The respondents contended before the Federal District Court that Mississippi’s law violated SCOTUS’ prec­edents establishing a constitutional right to abortion, particularly Roe and Casey. The District Court granted summary judg­ment in favor of the respondents and permanently enjoined enforcement of the Act, reasoning that Mississippi’s 15-week restriction on abortion violates SCOTUS decisions forbidding States to ban abortion pre-viabil­ity. The Fifth Circuit affirmed the decision.

The petitioners finally came before the Supreme Court defending the Act on the grounds that Roe and Casey were wrongly decided and that the Act is constitutional because it satisfies rational-basis review.

Majority Observations

The majority opinion was delivered by Justice Samuel Alito in which Chief Justice John Roberts, Clarence Thomas, Brett Kavanaugh, (concurring), Neil Gorsuch and Amy Coney Barrett, JJ., also joined. The majority considered Roe and Casey on following points-

  • The majority deliberated whether the Constitution, if properly un­derstood, confers a right to obtain an abortion. It was observed that Fourteenth Amendment’s refer­ence to “liberty” protects a particular right. However, the Constitution makes no express reference to a right to obtain an abortion, but several con­stitutional provisions have been offered as potential homes for an im­plicit constitutional right. The Court pointed out that “The Bench deciding Casey grounded its decision solely on the theory that the right to obtain an abortion is part of the “liberty” protected by the Fourteenth Amend­ment’s Due Process Clause, but that theory is squarely foreclosed by the Court’s precedents, which es­tablish that a State’s regulation of abortion is not a sex-based classifi­cation and is thus not subject to the heightened scrutiny that applies to such classifications”.
  • The majority based its next observations on the History and Traditions of the Nation”. It was pointed out that the right to abortion is not deeply rooted in the Nation’s history and tradi­tion and the Due Process Clause pro­tects two categories of substantive rights – rights guaranteed by the first eight Amendments to the Constitution and rights deemed fundamental but are not mentioned anywhere in the Consti­tution. “Historical inquiries are essential whenever the Court is asked to recognize a new component of the “liberty” interest protected by the Due Process Clause.
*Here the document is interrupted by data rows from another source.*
// Copyright 2025 eraflo
//
// Licensed under the Apache License, Version 2.0 (the "License");
// you may not use this file except in compliance with the License.
// You may obtain a copy of the License at
//
//     http://www.apache.org/licenses/LICENSE-2.0
//
// Unless required by applicable law or agreed to in writing, software
// distributed under the License is distributed on an "AS IS" BASIS,
// WITHOUT WARRANTIES OR CONDITIONS OF ANY KIND, either express or implied.
// See the License for the specific language governing permissions and
// limitations under the License.

//! # Lattice Pool
//!
//! A fixed-size pool of long-lived workers. Each submitted task goes to the idle
//! worker with the lowest *fatigue* (cumulative execution time weighted by a
//! per-worker multiplier), ties broken by worker id.
//!
//! ```rust,ignore
//! use lattice_pool::{FatiguePool, PoolConfig};
//!
//! let pool = FatiguePool::with_config(PoolConfig { num_workers: 4, ..Default::default() })?;
//! pool.submit_all((0..16).map(|i| move || {
//!     log::info!("row task {i}");
//!     Ok(())
//! }))?;
//! println!("{}", pool.report());
//! pool.shutdown();
//! ```
//!
//! Task bodies that return an error or panic are logged and counted, then
//! discarded: the worker, the pool and the surrounding batch keep going, and
//! the submitter is not told.

#![warn(missing_docs)]

pub mod config;
pub mod error;
pub mod fatigue;
pub mod pool;
pub mod report;
pub mod worker;

pub use config::PoolConfig;
pub use error::{PoolError, PoolResult};
pub use fatigue::{FatigueSource, FixedFatigue, RandomFatigue};
pub use pool::FatiguePool;
pub use report::{PoolReport, WorkerSnapshot};
pub use worker::PoolWorker;

/// What a task body reports back to its worker.
///
/// An `Err` is treated like a panic: logged, counted as a failure and dropped.
pub type TaskOutcome = Result<(), Box<dyn std::error::Error + Send + Sync>>;

/// A boxed unit of work accepted by the pool.
pub type Task = Box<dyn FnOnce() -> TaskOutcome + Send + 'static>;
//! API module for the import endpoints
//!
//! Holds the request/response shapes exchanged with the catalog backend.
//!
//! # Design Principle
//!
//! This module contains ONLY:
//! - Plain data types with serde derives
//! - Pure helpers on those types
//!
//! The HTTP transport lives in `cosdb-import`.

pub mod types;

pub use types::{
    ApiErrorBody, ImportJob, ImportKind, JobStatus, RowIssue, StartImportResponse,
    VerifyKeyRequest, VerifyKeyResponse,
};
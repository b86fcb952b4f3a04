//! # cosdb Common Library
//!
//! Shared code for the cosdb import tooling including:
//! - Wire types for the import endpoints (jobs, statuses, key verification)
//! - Configuration loading
//! - The import event bus
//! - The common error type

pub mod api;
pub mod config;
pub mod error;
pub mod events;

pub use error::{Error, Result};
//! Error types for cosdb-import
//!
//! Every failure falls into one of four categories. Validation errors are
//! raised before any network call; the rest come back from the backend or
//! the transport. Per-row import errors are job data, not `ImportError`s.

use thiserror::Error;

/// Failure category, used to pick the user-facing wording
#[derive(Debug, Clone, Copy, PartialEq, Eq)]
pub enum ErrorCategory {
    /// Caught locally, no request issued
    Validation,
    /// Key rejected or credential not accepted
    Auth,
    /// Network failure, timeout, or undecodable response
    Transport,
    /// Backend refused the request for another reason
    Rejected,
}

/// Import workflow error type
#[derive(Debug, Error)]
pub enum ImportError {
    #[error("upload key is empty")]
    EmptyKey,

    #[error("no file selected")]
    NoFileSelected,

    #[error("upload key missing")]
    MissingUploadKey,

    #[error("unsupported file type: {0} (expected .csv, .xlsx or .xls)")]
    UnsupportedFile(String),

    #[error("file too large: {size} bytes (limit {limit} bytes)")]
    FileTooLarge { size: u64, limit: u64 },

    #[error("key verification already in progress")]
    VerifyInFlight,

    #[error("upload already in progress")]
    UploadInFlight,

    /// Backend answered `valid: false`
    #[error("upload key rejected: {0}")]
    KeyRejected(String),

    /// HTTP 401 / 403
    #[error("not authorized: {0}")]
    Unauthorized(String),

    /// Any other non-success HTTP status
    #[error("request rejected ({status}): {message}")]
    Rejected { status: u16, message: String },

    #[error("network error: {0}")]
    Network(String),

    #[error("unexpected response: {0}")]
    Decode(String),

    #[error("IO error: {0}")]
    Io(#[from] std::io::Error),

    #[error("Common error: {0}")]
    Common(#[from] cosdb_common::Error),
}

impl ImportError {
    pub fn category(&self) -> ErrorCategory {
        match self {
            ImportError::EmptyKey
            | ImportError::NoFileSelected
            | ImportError::MissingUploadKey
            | ImportError::UnsupportedFile(_)
            | ImportError::FileTooLarge { .. }
            | ImportError::VerifyInFlight
            | ImportError::UploadInFlight
            | ImportError::Io(_)
            | ImportError::Common(_) => ErrorCategory::Validation,
            ImportError::KeyRejected(_) | ImportError::Unauthorized(_) => ErrorCategory::Auth,
            ImportError::Network(_) | ImportError::Decode(_) => ErrorCategory::Transport,
            ImportError::Rejected { .. } => ErrorCategory::Rejected,
        }
    }

    /// Text shown in the transient notice
    ///
    /// Transport details go to the log only; the user sees a generic message.
    pub fn user_message(&self) -> String {
        match self.category() {
            ErrorCategory::Transport => "network error".to_string(),
            _ => self.to_string(),
        }
    }
}

impl From<reqwest::Error> for ImportError {
    fn from(err: reqwest::Error) -> Self {
        if err.is_decode() {
            ImportError::Decode(err.to_string())
        } else {
            ImportError::Network(err.to_string())
        }
    }
}

/// Result type for import operations
pub type ImportResult<T> = Result<T, ImportError>;
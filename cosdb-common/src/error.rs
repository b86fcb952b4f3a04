//! Common error types for cosdb

use thiserror::Error;

/// Common result type for cosdb operations
pub type Result<T> = std::result::Result<T, Error>;

/// Common error types across cosdb crates
#[derive(Error, Debug)]
pub enum Error {
    /// I/O operation error (wraps std::io::Error)
    #[error("IO error: {0}")]
    Io(#[from] std::io::Error),

    /// Configuration loading or validation error
    #[error("Configuration error: {0}")]
    Config(String),

    /// Invalid user input or request parameter
    #[error("Invalid input: {0}")]
    InvalidInput(String),
}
In interpreting what is meant by “liberty,” the Court must guard against the natural human tendency to confuse what the Fourteenth Amendment protects with the Court’s own ardent views about the liberty that Americans should enjoy”. Citing this reason the majority expressed its reluctance recognize rights that are not men­tioned in the Constitution. “Guided by the history and tradition that map the essential compo­nents of the Nation’s concept of ordered liberty, the Court finds the Fourteenth Amendment clearly does not protect the right to an abor­tion. Until the latter part of the 20th century, there was no support in American law for a constitutional right to obtain an abortion”.
  • Furthermore the Court stated that Roe’s analysis of historical basis of right to abortion was faulty. It was pointed out that American law followed the common law until a flurry of statutory restrictions in the 1800s ex­panded criminal liability for abortions. By the time the Fourteenth Amendment was adopted, three-quarters of the States had made abor­tion a crime at any stage of pregnancy. Thus Roe either ignored or misstated this part of history. The Court observed that instead of seriously pursuing the argument that the abortion right itself has deep roots in history, the supporters of Roe and Casey contend that the abortion right is an integral part of a broader entrenched right- right to privacy. “But the people of the various States may evaluate those inter­ests differently. The Nation’s historical understanding of ordered lib­erty does not prevent the people’s elected representatives from decid­ing how abortion should be regulated”.
  • Finally the majority applied the principles of stare decicis to analyse whether a right to obtain an abor­tion is part of a broader entrenched right that is supported by other precedents. The Court observed that while deciding Roe, none of the decisions cited involved the critical moral question posed by abortion. thus, those cases do not support the right to obtain an abortion, and the Court’s conclusion that the Constitution does not confer such a right does not undermine them in any way. It was pointed out that doctrine of precedents “restrains judicial hubris by respecting the judgment of those who grappled with important questions in the past. But stare decisis is not an inexorable command”.
  • Terming Roe as egregiously wrong and in collision course with the Constitution from the day it was decided, the Court stated that Roe imposed on the entire country a detailed set of rules for pregnancy divided into trimesters much like those that one might expect to find in a statute or regulation. It was further stated that the scheme Roe produced looked like legislation, and the Court provided the sort of explanation that might be expected from a legislative body. Another glaring defi­ciency was Roe’s failure to justify the critical distinction it drew be­tween pre- and post-viability abortions.
  • The argument that overruling Roe and Casey would threaten the protection of other rights under the Due Process Clause was also rejected by the Court stating that. This decision concerns the constitutional right to abortion only. Nothing in this opinion should cast doubt on precedents that do not concern abortion.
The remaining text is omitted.